Note: this is of course not applied to reads in contigs! Contigs passing the [-x] length criterium and stored as complete assembly (CAF, MAF, ACE, etc.) still contain all their reads.
-X length
Similar to [-x], but applies only to clipped reads (input file format must have clipping points set to be effective).
-y contig_coverage
Minimum average contig coverage. Contigs with an average coverage less than this value are discarded.
-z min_reads
Minimum number of reads in contig. Contigs with less reads than this value are discarded.
-l line_length
On output of assemblies as text or HTML: number of bases shown in one alignment line. Default: 60.
-c endgap_character
On output of assemblies as text or HTML: character used to pad endgaps. Default: ' ' (a blank)
In the following examples, the CAF and MAF files used are expected to contain full assembly data like the files created by MIRA during an assembly or by the gap2caf program. CAF and MAF could be used interchangeably in these examples, depending on which format currently is available. In general though, MAF is faster to process and smaller on disk.
convert_project -f caf -t fasta -t wig -t ace source.caf dest
convert_project -f maf -t caf -x 2000 -y 10 source.caf dest
convert_project -f fastq -x 55 -R newname source.fastq dest
This example will fetch the contigs named bchoc_c14, ...3, ...5 and ...13 and save the result in exactly that order to a new file:
arcadia:/path/to/myProject$
ls -l
-rw-r--r-- 1 bach users 231698898 2007-10-21 15:16 bchoc_out.caf -rw-r--r-- 1 bach users 38 2007-10-21 15:16 contigs.lstarcadia:/path/to/myProject$
cat contigs.lst
bchoc_c14 bchoc_c3 bchoc_c5 bchoc_c13arcadia:/path/to/myProject$
convert_project -f caf -N contigs.lst bchoc_out.caf myfilteredresult
[...]arcadia:/path/to/myProject$
ls -l
-rw-r--r-- 1 bach users 231698898 2007-10-21 15:16 bchoc_out.caf -rw-r--r-- 1 bach users 38 2007-10-21 15:16 contigs.lst -rw-r--r-- 1 bach users 828726 2007-10-21 15:24 myfilteredresult.caf
mirabait
[options] {bait_file
} {input_file
} {output_basename
}
While input and output file can have any of the supported formats (see -f and -t options), the bait file needs to be in FASTA format.

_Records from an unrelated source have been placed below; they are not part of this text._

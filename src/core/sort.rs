//! Sort keys and stable comparators
//!
//! Every sort is stable, so records that compare equal keep the order they
//! arrived in.

use crate::core::insights::FacultyStats;
use crate::core::models::{Course, CourseInstructor, Instructor};
use std::borrow::Borrow;
use std::cmp::Ordering;
use std::fmt;
use std::str::FromStr;

/// Case-insensitive comparison without allocating
fn cmp_ignore_case(a: &str, b: &str) -> Ordering {
    a.chars()
        .flat_map(char::to_lowercase)
        .cmp(b.chars().flat_map(char::to_lowercase))
}

/// Declares a sort-key enum with its option tokens and labels
macro_rules! sort_keys {
    (
        $(#[$meta:meta])*
        $name:ident, default = $default:ident {
            $($variant:ident => ($token:tt, $label:tt)),+ $(,)?
        }
    ) => {
        $(#[$meta])*
        #[derive(Debug, Clone, Copy, PartialEq, Eq, Hash, serde::Serialize, serde::Deserialize)]
        pub enum $name {
            $(
                #[doc = $label]
                #[serde(rename = $token)]
                $variant,
            )+
        }

        impl $name {
            /// All keys in option order
            pub const ALL: &'static [Self] = &[$(Self::$variant),+];

            /// Option token
            #[must_use]
            pub const fn token(self) -> &'static str {
                match self {
                    $(Self::$variant => $token,)+
                }
            }

            /// Option label
            #[must_use]
            pub const fn label(self) -> &'static str {
                match self {
                    $(Self::$variant => $label,)+
                }
            }
        }

        impl Default for $name {
            fn default() -> Self {
                Self::$default
            }
        }

        impl FromStr for $name {
            type Err = String;

            fn from_str(s: &str) -> Result<Self, Self::Err> {
                match s.trim() {
                    $($token => Ok(Self::$variant),)+
                    other => Err(format!(
                        "Unknown sort key '{other}' (expected one of: {})",
                        Self::ALL.iter().map(|k| k.token()).collect::<Vec<_>>().join(", ")
                    )),
                }
            }
        }

        impl fmt::Display for $name {
            fn fmt(&self, f: &mut fmt::Formatter<'_>) -> fmt::Result {
                f.write_str(self.token())
            }
        }
    };
}

sort_keys! {
    /// Course table ordering
    CourseSort, default = Code {
        Code => ("code", "Course Code"),
        AverageDesc => ("average", "Average ↓"),
        AverageAsc => ("average-asc", "Average ↑"),
        StudentsDesc => ("students", "Students ↓"),
        StudentsAsc => ("students-asc", "Students ↑"),
        Name => ("name", "Course Name"),
    }
}

sort_keys! {
    /// Instructor table ordering
    InstructorSort, default = Name {
        Name => ("name", "Name A-Z"),
        NameDesc => ("name-desc", "Name Z-A"),
        AverageDesc => ("average", "Average ↓"),
        AverageAsc => ("average-asc", "Average ↑"),
        CoursesDesc => ("courses", "Courses ↓"),
        CoursesAsc => ("courses-asc", "Courses ↑"),
        StudentsDesc => ("students", "Students ↓"),
        StudentsAsc => ("students-asc", "Students ↑"),
    }
}

sort_keys! {
    /// Faculty statistics ordering
    FacultySort, default = StudentsDesc {
        StudentsDesc => ("students-desc", "Sort by Students ↓"),
        CoursesDesc => ("courses-desc", "Sort by Courses ↓"),
        CoursesAsc => ("courses-asc", "Sort by Courses ↑"),
        AverageDesc => ("average-desc", "Sort by Average ↓"),
        AverageAsc => ("average-asc", "Sort by Average ↑"),
    }
}

sort_keys! {
    /// Ordering of the instructors listed on a course page
    OfferingSort, default = AverageDesc {
        AverageDesc => ("average-desc", "Average ↓"),
        AverageAsc => ("average-asc", "Average ↑"),
        NameAsc => ("name-asc", "Name"),
        NameDesc => ("name-desc", "Name ↓"),
    }
}

impl CourseSort {
    /// Compare two courses under this key
    #[must_use]
    pub fn compare(self, a: &Course, b: &Course) -> Ordering {
        match self {
            Self::Code => a.code.cmp(&b.code),
            Self::AverageDesc => b.average.total_cmp(&a.average),
            Self::AverageAsc => a.average.total_cmp(&b.average),
            Self::StudentsDesc => b.reported.cmp(&a.reported),
            Self::StudentsAsc => a.reported.cmp(&b.reported),
            Self::Name => cmp_ignore_case(&a.name, &b.name),
        }
    }

    /// Stable in-place sort
    pub fn sort<T: Borrow<Course>>(self, courses: &mut [T]) {
        courses.sort_by(|a, b| self.compare(a.borrow(), b.borrow()));
    }
}

impl InstructorSort {
    /// Compare two instructors under this key
    #[must_use]
    pub fn compare(self, a: &Instructor, b: &Instructor) -> Ordering {
        match self {
            Self::Name => cmp_ignore_case(&a.name, &b.name),
            Self::NameDesc => cmp_ignore_case(&b.name, &a.name),
            Self::AverageDesc => b.overall_average().total_cmp(&a.overall_average()),
            Self::AverageAsc => a.overall_average().total_cmp(&b.overall_average()),
            Self::CoursesDesc => b.course_count().cmp(&a.course_count()),
            Self::CoursesAsc => a.course_count().cmp(&b.course_count()),
            Self::StudentsDesc => b.total_students().cmp(&a.total_students()),
            Self::StudentsAsc => a.total_students().cmp(&b.total_students()),
        }
    }

    /// Stable in-place sort
    pub fn sort<T: Borrow<Instructor>>(self, instructors: &mut [T]) {
        instructors.sort_by(|a, b| self.compare(a.borrow(), b.borrow()));
    }
}

impl FacultySort {
    /// Stable in-place sort
    pub fn sort(self, stats: &mut [FacultyStats]) {
        stats.sort_by(|a, b| match self {
            Self::StudentsDesc => b.students.cmp(&a.students),
            Self::CoursesDesc => b.courses.cmp(&a.courses),
            Self::CoursesAsc => a.courses.cmp(&b.courses),
            Self::AverageDesc => b.average.total_cmp(&a.average),
            Self::AverageAsc => a.average.total_cmp(&b.average),
        });
    }
}

impl OfferingSort {
    /// Stable in-place sort
    pub fn sort(self, taught: &mut [CourseInstructor<'_>]) {
        taught.sort_by(|a, b| match self {
            Self::AverageDesc => b.offering.average.total_cmp(&a.offering.average),
            Self::AverageAsc => a.offering.average.total_cmp(&b.offering.average),
            Self::NameAsc => cmp_ignore_case(a.name, b.name),
            Self::NameDesc => cmp_ignore_case(b.name, a.name),
        });
    }
}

mirabait selects reads from a read collection which are partly similar or equal to sequences defined as target baits. Similarity is defined by finding a user-adjustable number of common k-mers (sequences of k consecutive bases) which are the same in the bait sequences and the screened sequences to be selected, either in forward or reverse complement direction.
The search performed is exact, that is, sequences selected are guaranteed to have the required number of k-mers equal to the bait sequences while sequences not selected are guaranteed not have these.
-f
{ caf
| maf
| fasta
| fastq
| gbf
| phd
}
“From-type”, the format of the input file. Default: fastq.
-t
{ caf
| maf
| fasta
| fastq
}
“To-type”, the format of the output file. Default: format of the input.
Multiple mentions of -t are allowed, in which case the selected sequences are written to all file formats chosen.
-k k-mer-length
k-mer, length of bait in bases (≤32, default=31)
-n minoccurence
Minimum number of k-mers needed for a sequence to be selected. Default: 1.
-i
Inverse hit: selects only sequence that do not meet the -k and -n criteria.
-r
Does not check for hits in reverse complement direction.